• **WHAT YOU ARE ASKED TO DO**
What you produce should be every line from the data that includes "timeouts".

• **RECORDS FOR THE TASK**

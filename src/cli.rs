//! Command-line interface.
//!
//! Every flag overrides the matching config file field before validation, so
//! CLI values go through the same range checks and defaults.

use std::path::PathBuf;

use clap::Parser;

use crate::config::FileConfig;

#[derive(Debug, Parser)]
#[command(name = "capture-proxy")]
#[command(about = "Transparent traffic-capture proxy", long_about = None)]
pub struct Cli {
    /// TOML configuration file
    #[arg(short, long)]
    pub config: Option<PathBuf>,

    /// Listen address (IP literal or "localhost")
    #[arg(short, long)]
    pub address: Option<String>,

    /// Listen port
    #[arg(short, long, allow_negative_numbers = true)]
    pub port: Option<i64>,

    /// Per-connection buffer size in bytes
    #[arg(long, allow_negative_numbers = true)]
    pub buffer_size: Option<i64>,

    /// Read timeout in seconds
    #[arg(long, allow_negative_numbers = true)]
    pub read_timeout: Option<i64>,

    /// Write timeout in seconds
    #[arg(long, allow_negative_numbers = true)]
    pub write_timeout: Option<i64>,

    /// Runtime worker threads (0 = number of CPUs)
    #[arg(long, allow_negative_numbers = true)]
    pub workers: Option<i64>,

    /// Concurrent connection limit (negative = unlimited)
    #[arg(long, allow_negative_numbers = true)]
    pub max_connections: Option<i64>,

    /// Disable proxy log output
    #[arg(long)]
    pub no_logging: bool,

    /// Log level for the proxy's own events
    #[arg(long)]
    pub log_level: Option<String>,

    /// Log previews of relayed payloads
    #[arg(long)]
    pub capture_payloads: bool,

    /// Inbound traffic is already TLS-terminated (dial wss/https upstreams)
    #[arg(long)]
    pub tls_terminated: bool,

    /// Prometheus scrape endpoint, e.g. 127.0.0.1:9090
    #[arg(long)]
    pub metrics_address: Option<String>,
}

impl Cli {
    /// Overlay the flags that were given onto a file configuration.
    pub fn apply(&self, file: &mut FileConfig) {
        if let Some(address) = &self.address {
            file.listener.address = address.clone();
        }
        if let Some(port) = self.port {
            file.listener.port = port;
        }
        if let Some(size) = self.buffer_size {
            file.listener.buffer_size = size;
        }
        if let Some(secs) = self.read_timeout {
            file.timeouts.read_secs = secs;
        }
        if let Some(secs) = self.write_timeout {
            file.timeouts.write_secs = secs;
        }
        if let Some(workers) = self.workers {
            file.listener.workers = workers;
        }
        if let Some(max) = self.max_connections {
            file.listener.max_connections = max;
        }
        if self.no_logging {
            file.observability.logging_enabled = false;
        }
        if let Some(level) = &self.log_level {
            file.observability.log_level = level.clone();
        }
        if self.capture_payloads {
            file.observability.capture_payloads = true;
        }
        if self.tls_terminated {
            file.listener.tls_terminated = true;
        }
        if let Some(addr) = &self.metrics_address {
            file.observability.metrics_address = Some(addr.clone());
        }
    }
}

* * *

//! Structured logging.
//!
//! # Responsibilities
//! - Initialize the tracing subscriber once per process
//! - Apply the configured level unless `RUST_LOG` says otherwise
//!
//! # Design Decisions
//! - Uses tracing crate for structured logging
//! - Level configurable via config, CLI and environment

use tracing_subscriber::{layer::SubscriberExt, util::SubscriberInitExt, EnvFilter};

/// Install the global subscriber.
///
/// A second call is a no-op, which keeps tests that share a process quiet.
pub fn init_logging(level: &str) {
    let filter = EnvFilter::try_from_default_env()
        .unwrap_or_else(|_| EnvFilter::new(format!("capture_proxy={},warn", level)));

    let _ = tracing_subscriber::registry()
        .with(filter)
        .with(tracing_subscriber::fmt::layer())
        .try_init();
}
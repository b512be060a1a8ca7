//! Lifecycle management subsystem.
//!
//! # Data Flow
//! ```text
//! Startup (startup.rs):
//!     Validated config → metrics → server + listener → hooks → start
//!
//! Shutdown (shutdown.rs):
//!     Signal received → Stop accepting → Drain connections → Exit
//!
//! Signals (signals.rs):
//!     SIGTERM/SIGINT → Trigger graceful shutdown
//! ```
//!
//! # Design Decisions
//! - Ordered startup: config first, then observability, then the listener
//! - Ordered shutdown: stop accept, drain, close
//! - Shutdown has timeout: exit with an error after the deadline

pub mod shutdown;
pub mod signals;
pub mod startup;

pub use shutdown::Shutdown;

• **SOLVED EXERCISE**
            file.timeouts.read_secs = secs;
            file.timeouts.write_secs = secs;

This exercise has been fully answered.